TIA-1 and TTP are AU-rich element-binding proteins that prevent the pathological overexpression of tumor necrosis factor alpha (TNF-alpha). TIA-1 inhibits the translation of TNF-alpha transcripts, whereas TTP promotes the degradation of TNF-alpha transcripts. Here we show that TIA-1 and TTP function as arthritis suppressor genes: TIA-1(-/-) mice develop mild arthritis, TTP(-/-) mice develop severe arthritis, and TIA-1(-/-)TTP(-/-) mice develop very severe arthritis. Peritoneal macrophages derived from all three genotypes overexpress cyclooxygenase 2 and TNF-alpha.
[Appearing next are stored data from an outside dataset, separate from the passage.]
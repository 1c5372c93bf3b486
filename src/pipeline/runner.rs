//! End-to-end pipeline run

use std::time::Instant;

use polars::prelude::DataFrame;

use super::churn::{derive_churn_label, ChurnReport};
use super::config::PipelineConfig;
use super::delta::{generate_delta_features, DeltaFeatureSpec};
use super::encoding::{encode_splits, TargetEncodingMap};
use super::high_value::{filter_high_value, HighValueCutoff};
use super::missing::{impute_missing, ImputeReport};
use super::outliers::{cap_outliers, CapBounds};
use super::schema::FeatureTable;
use super::split::{stratified_split, SplitReport};
use crate::error::{Result, Stage};
use crate::report::PipelineSummary;

/// Everything a run produces
#[derive(Debug, Clone)]
pub struct PipelineOutput {
    pub train: FeatureTable,
    pub test: FeatureTable,
    pub encoding: TargetEncodingMap,
    pub cap_bounds: CapBounds,
    pub cutoff: HighValueCutoff,
    pub impute: ImputeReport,
    pub churn: ChurnReport,
    pub split: SplitReport,
    pub summary: PipelineSummary,
}

/// Run every stage over a raw table.
///
/// Order: classify, impute, filter high-value subscribers, label churn, add
/// delta features, cap outliers, split, then learn and apply the target
/// encoding from the training split.
pub fn run_pipeline(raw: DataFrame, config: &PipelineConfig) -> Result<PipelineOutput> {
    config.validate()?;

    let mut summary = PipelineSummary::new(raw.height(), raw.width());

    let start = Instant::now();
    let table = FeatureTable::from_raw(raw);
    summary.record(Stage::SchemaClassifier, &table, start.elapsed());

    let start = Instant::now();
    let (table, impute) = impute_missing(&table, config.missing_threshold, &config.impute)?;
    summary.record(Stage::MissingnessImputer, &table, start.elapsed());

    let start = Instant::now();
    let (table, cutoff) = filter_high_value(&table, config.high_value_quantile)?;
    summary.record(Stage::HighValueFilter, &table, start.elapsed());

    let start = Instant::now();
    let (table, churn) = derive_churn_label(&table)?;
    summary.record(Stage::ChurnLabel, &table, start.elapsed());

    let start = Instant::now();
    let table = generate_delta_features(&table, &DeltaFeatureSpec::defaults())?;
    summary.record(Stage::DeltaFeatures, &table, start.elapsed());

    let start = Instant::now();
    let (table, cap_bounds) = cap_outliers(&table, config.cap_k)?;
    summary.record(Stage::OutlierCapper, &table, start.elapsed());

    let start = Instant::now();
    let (train, test, split) = stratified_split(&table, config.test_fraction, config.seed)?;
    summary.record(Stage::StratifiedSplit, &table, start.elapsed());

    let start = Instant::now();
    let (train, test, encoding) = encode_splits(&train, &test)?;
    summary.record(Stage::TargetEncoder, &train, start.elapsed());

    summary.set_imputation(&impute);
    summary.set_churn(&churn);
    summary.set_split(&split);

    Ok(PipelineOutput {
        train,
        test,
        encoding,
        cap_bounds,
        cutoff,
        impute,
        churn,
        split,
        summary,
    })
}
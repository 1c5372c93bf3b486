//! Tests for the missingness imputer

mod common;

use churnprep::error::{PipelineError, Stage};
use churnprep::pipeline::{
    drop_sparse_columns, fill_categorical_sentinel, impute_missing, zero_impute, FeatureTable,
    ImputeConfig,
};
use common::{
    assert_has_columns, assert_missing_columns, create_telecom_dataframe, dense_f64, f64_values,
};
use polars::prelude::*;

fn ten_rows_with_missing(missing: usize) -> FeatureTable {
    let values: Vec<Option<f64>> = (0..10)
        .map(|i| if i < missing { None } else { Some(i as f64) })
        .collect();
    FeatureTable::from_raw(
        df! {
            "sparse_metric" => values,
            "aon" => (0..10).map(|i| 100.0 + i as f64 * 3.0).collect::<Vec<f64>>(),
            "arpu_6" => (0..10).map(|i| (i * i) as f64).collect::<Vec<f64>>(),
        }
        .unwrap(),
    )
}

#[test]
fn test_seventy_percent_missing_is_dropped_at_point_seven() {
    let (out, report) =
        impute_missing(&ten_rows_with_missing(7), 0.7, &ImputeConfig::default()).unwrap();
    assert_missing_columns(out.frame(), &["sparse_metric"]);
    assert_eq!(report.dropped_sparse, vec!["sparse_metric".to_string()]);
}

#[test]
fn test_sixty_percent_missing_is_kept_and_imputed() {
    let (out, report) =
        impute_missing(&ten_rows_with_missing(6), 0.7, &ImputeConfig::default()).unwrap();
    assert_has_columns(out.frame(), &["sparse_metric"]);
    assert_eq!(report.imputed, vec!["sparse_metric".to_string()]);
    assert_eq!(out.frame().column("sparse_metric").unwrap().null_count(), 0);

    // Observed cells pass through untouched
    let values = dense_f64(out.frame(), "sparse_metric");
    assert_eq!(&values[6..], &[6.0, 7.0, 8.0, 9.0]);
}

#[test]
fn test_imputation_that_never_settles_fails() {
    let config = ImputeConfig {
        max_iterations: 1,
        tolerance: 0.0,
        ..ImputeConfig::default()
    };
    let err = impute_missing(&ten_rows_with_missing(6), 0.7, &config).unwrap_err();
    match err {
        PipelineError::ImputationConvergence { stage, column, .. } => {
            assert_eq!(stage, Stage::MissingnessImputer);
            assert_eq!(column, "sparse_metric");
        }
        other => panic!("unexpected error: {other}"),
    }
}

#[test]
fn test_recharge_columns_are_zero_filled() {
    let table = FeatureTable::from_raw(
        df! {
            "total_rech_data_6" => [Some(2.0f64), None, Some(1.0)],
            "av_rech_amt_data_6" => [Some(25.0f64), None, Some(40.0)],
            "max_rech_data_6" => [Some(25.0f64), None, Some(40.0)],
            "date_of_last_rech_data_6" => [Some("6/21/2014"), None, Some("6/30/2014")],
        }
        .unwrap(),
    );
    let (out, filled) = zero_impute(&table).unwrap();

    assert_eq!(filled.len(), 3);
    assert_eq!(
        f64_values(out.frame(), "total_rech_data_6"),
        vec![Some(2.0), Some(0.0), Some(1.0)]
    );
    assert_eq!(
        f64_values(out.frame(), "av_rech_amt_data_6"),
        vec![Some(25.0), Some(0.0), Some(40.0)]
    );
}

#[test]
fn test_categorical_nulls_become_sentinel() {
    let table = FeatureTable::from_raw(
        df! {
            "fb_user_7" => [Some(1.0f64), None, Some(0.0), None],
            "night_pck_user_7" => [Some(0.0f64), Some(0.0), None, Some(1.0)],
        }
        .unwrap(),
    );
    let (out, filled) = fill_categorical_sentinel(&table).unwrap();
    assert_eq!(filled.len(), 2);
    assert_eq!(
        dense_f64(out.frame(), "fb_user_7"),
        vec![1.0, -1.0, 0.0, -1.0]
    );
    assert_eq!(
        dense_f64(out.frame(), "night_pck_user_7"),
        vec![0.0, 0.0, -1.0, 1.0]
    );
}

#[test]
fn test_drop_sparse_leaves_complete_columns() {
    let (out, dropped) = drop_sparse_columns(&ten_rows_with_missing(9), 0.5);
    assert_eq!(dropped, vec!["sparse_metric".to_string()]);
    assert_eq!(out.schema().len(), 2);
}

#[test]
fn test_fixture_is_complete_after_imputation() {
    let table = FeatureTable::from_raw(create_telecom_dataframe(400, 11));
    let (out, report) = impute_missing(&table, 0.7, &ImputeConfig::default()).unwrap();

    for column in out.frame().get_columns() {
        assert_eq!(column.null_count(), 0, "column {} has nulls", column.name());
    }
    assert_eq!(out.height(), 400);

    assert_missing_columns(
        out.frame(),
        &[
            "mobile_number",
            "circle_id",
            "last_date_of_month_6",
            "date_of_last_rech_7",
            "date_of_last_rech_data_8",
            "arpu_3g_6",
            "arpu_3g_9",
        ],
    );
    assert_eq!(report.dropped_id_date.len(), 2 + 12);
    assert_eq!(report.dropped_sparse.len(), 4);
    assert!(report.imputed.contains(&"onnet_mou_6".to_string()));
    assert_eq!(report.sentinel_filled.len(), 8);
    assert_eq!(out.schema().len(), out.width());
}

#[test]
fn test_zero_rows_is_empty_input() {
    let table = FeatureTable::from_raw(df! { "arpu_6" => Vec::<f64>::new() }.unwrap());
    let err = impute_missing(&table, 0.7, &ImputeConfig::default()).unwrap_err();
    assert!(matches!(
        err,
        PipelineError::EmptyInput {
            stage: Stage::MissingnessImputer
        }
    ));
}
Surprisingly, lipopolysaccharide-activated TIA-1(-/-)TTP(-/-) macrophages secrete less TNF-alpha protein than either TIA-1(-/-) or TTP(-/-) macrophages. In these mice, arthritogenic cytokine may be produced by neutrophils that accumulate in the bone marrow and peripheral blood. Our results suggest that TIA-1 and TTP are genetic modifiers of inflammatory arthritis that can alter the spectrum of cells that produce arthritogenic cytokines.